Just Doing It

How to be your own personal trainer. I should be able to do this. Look at how I have taken to writing. First thing in the morning, before getting dressed, before going online or going anywhere, I write my Morning Pages. And while I hope to make more of a dent in the writing world than just being a disciple of Julia Cameron’s “The Artist’s Way,” I find a certain comfort in that. What else would explain why I have practiced it for more than a dozen years?

Sitting each day for Morning Pages is my zazen.

Now I am hoping to bring about another practice in the form of physical exercise. The longer I live, the more connections I see between things. Walking, writing, they are the same. In writing and in walking I am making the same expression in different mediums.
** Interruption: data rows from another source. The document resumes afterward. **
use clap::{ArgAction, arg, command};

pub const CLAP_STYLING: clap::builder::styling::Styles = clap::builder::styling::Styles::styled()
    .header(clap_cargo::style::HEADER)
    .usage(clap_cargo::style::USAGE)
    .literal(clap_cargo::style::LITERAL)
    .placeholder(clap_cargo::style::PLACEHOLDER)
    .error(clap_cargo::style::ERROR)
    .valid(clap_cargo::style::VALID)
    .invalid(clap_cargo::style::INVALID);

pub fn command_argument_builder() -> clap::Command {
    clap::Command::new("pagemap")
        .version(env!("CARGO_PKG_VERSION"))
        .bin_name("pagemap")
        .about("Map every page of a site reachable from a seed URL")
        .styles(CLAP_STYLING)
        .arg(
            arg!(-q --"quiet" "Suppress progress output and all logs below error level")
                .required(false)
                .global(true),
        )
        .arg(
            arg!(-v --"verbose" "Increase log verbosity (-v info, -vv debug, -vvv trace)")
                .required(false)
                .action(ArgAction::Count)
                .global(true),
        )
        .subcommand_required(true)
        .arg_required_else_help(true)
        .subcommand(
            command!("crawl")
                .about(
                    "Crawl a single site from a seed URL, following only links that stay under \
                the page they were found on.",
                )
                .arg(
                    arg!(<URL>)
                        .help("The seed URL. Used verbatim; an empty value crawls nothing."),
                )
                .arg(
                    arg!(-t --"timeout" <SECONDS>)
                        .required(false)
                        .help("Request timeout in seconds")
                        .value_parser(clap::value_parser!(u64).range(1..))
                        .default_value("10"),
                )
                .arg(
                    arg!(-A --"user-agent" <USER_AGENT>)
                        .required(false)
                        .help("User-Agent header sent with every request"),
                )
                .arg(
                    arg!(-f --"format" <FORMAT>)
                        .required(false)
                        .help("Report format: text, json")
                        .value_parser(["text", "json"])
                        .default_value("text"),
                )
                .arg(
                    arg!(-o --"output" <PATH>)
                        .required(false)
                        .help("Save report to file (default: display to screen)")
                        .value_parser(clap::value_parser!(std::path::PathBuf)),
                )
                .arg(
                    arg!(--"no-progress")
                        .required(false)
                        .help("Do not show the progress spinner")
                        .action(ArgAction::SetTrue),
                ),
        )
}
“We live as we move,” writes Julia Cameron, “a step at a time, and there is something in gentle walking that reminds me of how I must live if I am to savor this life I have been given.”
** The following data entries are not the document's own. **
use crate::error::{Result, ScanError};
use reqwest::Client;
use std::collections::HashMap;
use std::future::Future;
use std::sync::Mutex;
use std::time::Duration;
use tracing::debug;

/// Retrieves the raw markup of a page.
///
/// Any failure (unreachable host, timeout, non-success status) is an `Err`;
/// the crawler treats it as "this page has no links".
pub trait Fetcher {
    fn fetch(&self, url: &str) -> impl Future<Output = Result<String>> + Send;
}

#[derive(Debug, Clone)]
pub struct FetchSettings {
    pub timeout_secs: u64,
    pub user_agent: String,
    pub max_redirects: usize,
}

impl Default for FetchSettings {
    fn default() -> Self {
        Self {
            timeout_secs: 10,
            user_agent: concat!("pagemap/", env!("CARGO_PKG_VERSION")).to_string(),
            max_redirects: 5,
        }
    }
}

impl FetchSettings {
    pub fn with_timeout(mut self, timeout_secs: u64) -> Self {
        self.timeout_secs = timeout_secs;
        self
    }

    pub fn with_user_agent(mut self, user_agent: impl Into<String>) -> Self {
        self.user_agent = user_agent.into();
        self
    }

    pub fn with_max_redirects(mut self, max_redirects: usize) -> Self {
        self.max_redirects = max_redirects;
        self
    }
}

/// `Fetcher` backed by a pooled `reqwest` client.
#[derive(Debug, Clone)]
pub struct HttpFetcher {
    client: Client,
    settings: FetchSettings,
}

impl HttpFetcher {
    pub fn new() -> Result<Self> {
        Self::with_settings(FetchSettings::default())
    }

    pub fn with_timeout(timeout_secs: u64) -> Result<Self> {
        Self::with_settings(FetchSettings::default().with_timeout(timeout_secs))
    }

    pub fn with_settings(settings: FetchSettings) -> Result<Self> {
        let client = Client::builder()
            .user_agent(settings.user_agent.as_str())
            .timeout(Duration::from_secs(settings.timeout_secs))
            .connect_timeout(Duration::from_secs((settings.timeout_secs / 2).max(1)))
            .pool_idle_timeout(Duration::from_secs(90))
            .tcp_keepalive(Duration::from_secs(60))
            .redirect(reqwest::redirect::Policy::limited(settings.max_redirects))
            .build()?;

        Ok(Self { client, settings })
    }

    pub fn settings(&self) -> &FetchSettings {
        &self.settings
    }
}

impl Fetcher for HttpFetcher {
    async fn fetch(&self, url: &str) -> Result<String> {
        debug!("Fetching {}", url);

        let response = self.client.get(url).send().await?;
        let status = response.status();
        if !status.is_success() {
            return Err(ScanError::Status {
                url: url.to_string(),
                status: status.as_u16(),
            });
        }

        Ok(response.text().await?)
    }
}

/// In-memory `Fetcher` serving fixed markup per URL.
///
/// URLs without a page answer with a 404 status error. Every request is
/// recorded, in order, so callers can check what was fetched.
#[derive(Debug, Default)]
pub struct StaticFetcher {
    pages: HashMap<String, String>,
    requests: Mutex<Vec<String>>,
}

impl StaticFetcher {
    pub fn new() -> Self {
        Self::default()
    }

    pub fn with_page(mut self, url: impl Into<String>, html: impl Into<String>) -> Self {
        self.pages.insert(url.into(), html.into());
        self
    }

    pub fn requests(&self) -> Vec<String> {
        self.requests
            .lock()
            .unwrap_or_else(|poisoned| poisoned.into_inner())
            .clone()
    }

    fn record(&self, url: &str) {
        self.requests
            .lock()
            .unwrap_or_else(|poisoned| poisoned.into_inner())
            .push(url.to_string());
    }
}

impl Fetcher for StaticFetcher {
    async fn fetch(&self, url: &str) -> Result<String> {
        self.record(url);
        self.pages.get(url).cloned().ok_or_else(|| ScanError::Status {
            url: url.to_string(),
            status: 404,
        })
    }
}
I have started with walking the 4.3 miles of The Loop daily, no ifs, ands, or buts. https://alittleelbowroom.com/2013/04/03/the-loop/

At one time I had a personal trainer. Well, I hired a friend to walk with me. Not that I don’t love to walk, I do. But this was different. She was younger, thinner, more fit than I, and faster. Whereas I am basically a browser and overly interested in homes and gardens.

One of the first things she insisted on was that I leave my little dog at home. I felt bad about that, but there would be no sniffing around in the bushes or wandering off in the grass for us. We had to hightail it every step of the way.
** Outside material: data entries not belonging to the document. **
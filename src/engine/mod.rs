use arrow::{
    array::{Array, AsArray, BooleanArray, StringArray},
    compute::{
        filter,
        kernels::cmp::{distinct, eq},
    },
    datatypes::Int64Type,
};
use serde::Serialize;
use std::collections::BTreeMap;
use std::sync::Arc;
use tracing::debug;

use crate::error::{QueryError, Result};
use crate::parser::{DateKey, Query};
use crate::storage::CaseTable;

pub const DEFAULT_YEAR: i32 = 2020;
pub const DEFAULT_K: usize = 5;

/// Result of a dispatched text query.
#[derive(Debug, Clone, PartialEq, Eq, Serialize)]
#[serde(rename_all = "snake_case")]
pub enum QueryOutput {
    Cases(i64),
    Countries(Vec<String>),
    Count(usize),
}

/// Read-only queries over a loaded case table.
///
/// The engine owns nothing but a shared handle to the table; cloning it is
/// cheap and every query is a pure function of the table and its arguments.
#[derive(Debug, Clone)]
pub struct QueryEngine {
    table: Arc<CaseTable>,
}

impl QueryEngine {
    pub fn new(table: CaseTable) -> Self {
        Self::from_shared(Arc::new(table))
    }

    pub fn from_shared(table: Arc<CaseTable>) -> Self {
        Self { table }
    }

    pub fn get_table(&self) -> Arc<CaseTable> {
        self.table.clone()
    }

    /// Confirmed cases of the single row named `country` on the given date.
    ///
    /// Countries reported per sub-region have several rows and fail with
    /// `AmbiguousRegion`; use [`QueryEngine::total_cases_on_date`] for those.
    pub fn cases_on_date(&self, country: &str, day: u32, month: u32, year: i32) -> Result<i64> {
        let date = DateKey::new(day, month, year)?;
        let cases = self.table.cases_at(date)?;

        let mask = self.country_mask(country)?;
        let row = match mask.true_count() {
            0 => return Err(QueryError::UnknownRegion(country.to_string())),
            1 => mask
                .values()
                .set_indices()
                .next()
                .ok_or_else(|| QueryError::UnknownRegion(country.to_string()))?,
            rows => {
                return Err(QueryError::AmbiguousRegion {
                    region: country.to_string(),
                    rows,
                })
            }
        };

        if cases.is_null(row) {
            return Err(QueryError::MalformedSource(format!(
                "no value for '{}' on {}",
                country, date
            )));
        }
        Ok(cases.value(row))
    }

    /// Confirmed cases summed over every row of `country` on the given date.
    pub fn total_cases_on_date(
        &self,
        country: &str,
        day: u32,
        month: u32,
        year: i32,
    ) -> Result<i64> {
        let date = DateKey::new(day, month, year)?;
        let cases = self.table.cases_at(date)?;

        let mask = self.country_mask(country)?;
        if mask.true_count() == 0 {
            return Err(QueryError::UnknownRegion(country.to_string()));
        }

        let matched = filter(cases, &mask)?;
        let matched = matched.as_primitive_opt::<Int64Type>().ok_or_else(|| {
            QueryError::MalformedSource(format!("date column {} is not Int64", date))
        })?;
        arrow_arith::aggregate::sum(matched).ok_or_else(|| {
            QueryError::MalformedSource(format!("no values for '{}' on {}", country, date))
        })
    }

    /// Names of the `k` countries with the most confirmed cases on the given
    /// date, summing sub-region rows per country.
    ///
    /// Countries with equal totals are ordered by name, ascending.
    pub fn top_k_countries_by_date(
        &self,
        day: u32,
        month: u32,
        year: i32,
        k: usize,
    ) -> Result<Vec<String>> {
        let date = DateKey::new(day, month, year)?;
        let totals = self.country_totals(date)?;

        let mut ranked: Vec<(&str, i64)> = totals.into_iter().collect();
        ranked.sort_by(|a, b| b.1.cmp(&a.1).then_with(|| a.0.cmp(b.0)));

        Ok(ranked
            .into_iter()
            .take(k)
            .map(|(country, _)| country.to_string())
            .collect())
    }

    /// Number of rows (not countries) whose count on the given date differs
    /// from the count on the calendar day before.
    pub fn changed_count_by_date(&self, day: u32, month: u32, year: i32) -> Result<usize> {
        let date = DateKey::new(day, month, year)?;
        let previous = date
            .previous()
            .ok_or_else(|| QueryError::UnknownDate(format!("day before {}", date)))?;

        let today = self.table.cases_at(date)?;
        let yesterday = self.table.cases_at(previous)?;

        // IS DISTINCT FROM: a row empty on both days counts as unchanged,
        // unlike a NaN != NaN comparison which would count it.
        Ok(distinct(yesterday, today)?.true_count())
    }

    pub fn execute(&self, query: &Query) -> Result<QueryOutput> {
        debug!(?query, "Executing query");

        match query {
            Query::Cases { country, date } => {
                let (day, month, year) = parts(date);
                self.cases_on_date(country, day, month, year)
                    .map(QueryOutput::Cases)
            }
            Query::Total { country, date } => {
                let (day, month, year) = parts(date);
                self.total_cases_on_date(country, day, month, year)
                    .map(QueryOutput::Cases)
            }
            Query::Top { k, date } => {
                let (day, month, year) = parts(date);
                self.top_k_countries_by_date(day, month, year, k.unwrap_or(DEFAULT_K))
                    .map(QueryOutput::Countries)
            }
            Query::Changed { date } => {
                let (day, month, year) = parts(date);
                self.changed_count_by_date(day, month, year)
                    .map(QueryOutput::Count)
            }
        }
    }

    fn country_mask(&self, country: &str) -> Result<BooleanArray> {
        Ok(eq(self.table.countries(), &StringArray::new_scalar(country))?)
    }

    // Null cells are skipped, so a country's total covers its reported rows.
    fn country_totals(&self, date: DateKey) -> Result<BTreeMap<&str, i64>> {
        let cases = self.table.cases_at(date)?;

        let mut totals = BTreeMap::new();
        for (country, count) in self.table.countries().iter().zip(cases.iter()) {
            if let Some(country) = country {
                *totals.entry(country).or_insert(0) += count.unwrap_or(0);
            }
        }
        Ok(totals)
    }
}

fn parts(date: &DateKey) -> (u32, u32, i32) {
    use chrono::Datelike;

    let date = date.date();
    (date.day(), date.month(), date.year())
}

#[cfg(test)]
mod tests {
    use super::*;

    // Two adjacent-year columns plus a two-row country.
    const CSV: &str = "\
Province/State,Country/Region,Lat,Long,12/30/20,12/31/20,1/1/21
Quebec,Canada,52.9,-73.5,100,120,120
Ontario,Canada,51.2,-85.3,200,200,250
,Chile,-35.6,-71.5,50,50,50
,Peru,-9.1,-75.0,70,80,80
";

    fn engine() -> QueryEngine {
        QueryEngine::new(CaseTable::from_csv(CSV.as_bytes()).unwrap())
    }

    #[test]
    fn test_cases_on_date() {
        let engine = engine();
        assert_eq!(engine.cases_on_date("Peru", 31, 12, 2020), Ok(80));
        assert_eq!(engine.cases_on_date("Chile", 1, 1, 2021), Ok(50));
    }

    #[test]
    fn test_cases_on_date_multi_row_country() {
        assert_eq!(
            engine().cases_on_date("Canada", 31, 12, 2020),
            Err(QueryError::AmbiguousRegion {
                region: "Canada".to_string(),
                rows: 2,
            })
        );
    }

    #[test]
    fn test_total_cases_on_date() {
        let engine = engine();
        assert_eq!(engine.total_cases_on_date("Canada", 1, 1, 2021), Ok(370));
        assert_eq!(engine.total_cases_on_date("Peru", 1, 1, 2021), Ok(80));
        assert!(matches!(
            engine.total_cases_on_date("peru", 1, 1, 2021),
            Err(QueryError::UnknownRegion(_))
        ));
    }

    #[test]
    fn test_changed_count_across_year_boundary() {
        // Quebec and Peru change on 12/31/20, only Ontario on 1/1/21.
        let engine = engine();
        assert_eq!(engine.changed_count_by_date(31, 12, 2020), Ok(2));
        assert_eq!(engine.changed_count_by_date(1, 1, 2021), Ok(1));
    }

    #[test]
    fn test_changed_count_before_first_column() {
        assert_eq!(
            engine().changed_count_by_date(30, 12, 2020),
            Err(QueryError::UnknownDate("12/29/20".to_string()))
        );
    }

    #[test]
    fn test_changed_count_with_empty_cells() {
        // Chile is empty on both days, Peru gains its first value.
        let csv = "\
Province/State,Country/Region,Lat,Long,3/1/20,3/2/20
,Chile,-35.6,-71.5,,
,Peru,-9.1,-75.0,,4
,Bolivia,-16.3,-63.6,1,1
";
        let engine = QueryEngine::new(CaseTable::from_csv(csv.as_bytes()).unwrap());
        assert_eq!(engine.changed_count_by_date(2, 3, 2020), Ok(1));
    }

    #[test]
    fn test_top_k_aggregates_sub_regions() {
        assert_eq!(
            engine().top_k_countries_by_date(30, 12, 2020, 2),
            Ok(vec!["Canada".to_string(), "Peru".to_string()])
        );
    }

    #[test]
    fn test_execute() {
        let engine = engine();
        let date = DateKey::new(1, 1, 2021).unwrap();

        assert_eq!(
            engine.execute(&Query::Total {
                country: "Canada".to_string(),
                date,
            }),
            Ok(QueryOutput::Cases(370))
        );
        assert_eq!(
            engine.execute(&Query::Changed { date }),
            Ok(QueryOutput::Count(1))
        );
        assert_eq!(
            engine.execute(&Query::Top { k: None, date }),
            Ok(QueryOutput::Countries(vec![
                "Canada".to_string(),
                "Peru".to_string(),
                "Chile".to_string(),
            ]))
        );
    }

    #[test]
    fn test_output_json() {
        assert_eq!(
            serde_json::to_value(QueryOutput::Count(35)).unwrap(),
            serde_json::json!({ "count": 35 })
        );
    }
}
There is nothing like the power of the knock on the door. A personal trainer comes to your place and there is nowhere to hide and no way out. Throw in the friendship factor, and I didn’t want to inconvenience her by canceling. So I never did. Whereas left to my own devices I can come up with a million reasons why I haven’t the time: the house needs cleaning, the garden needs weeding, the manuscript needs editing, or I can convince myself that what I really need is a nap.

Now my friend has moved and I am on my own again, trying to make it happen every day. My technique is to pretend that I am her, not me. I know all my tricks too well: the penchant for short-cuts, the stop-in-my-tracks gazing at view. In other words, I have to be her to push me. It’s still a joint effort.

Then, with The Loop under my belt, I find I go out of my way to add as many more miles as I can in the course of the day. As in, one good turn deserves another. Here I think like a NYC woman, or think environmentally, and walk everywhere I can. It helps to live in a city or live in a town, but that market may be closer than you realize.

Hoping I will become as addicted to my mileage stats as I am to my blog stats on the WordPress website, my tech savvy daughters have given me a fitbit to track myself each day. Again: walking, writing, it’s the same thing. I’m getting it, really I am.

3 Comments

Filed under walking

3 responses to “Just Doing It

  1. sophiewitman

    such a fine example for us all.

  2. My two bits: nothing is better for writing than walking!

  3. Ah Kimberly, how your powerful your writing grows. Power walk? I don’t think so. Power nap? Only for the most masterful, I think you’re there.

    Your entry is quick and easy. Your train of thought is fun to follow here, something most of us can get into. Humorous and not too predictable either, just right. And, it loops neatly around with writing and walking on common ground.

    This one is a pleasant package introducing enough new words, expressions and names to my limited, rural, West Coast vocabulary to pique (peak, peek) my interests.*

    Our area has some great trails along the river. One of them is a loop crossing at the spectacular Calatrava (Sundial) Bridge. I walked the loop there for awhile. A childhood friend walked with me one day but he could not understand why I stuck to the loop’s walkways. He naturally headed across the fields and for the shortcuts of our, childhood. There are no shortcuts in this biz of ours are there.

    My best to you, my personal trainer, and your Brutto too.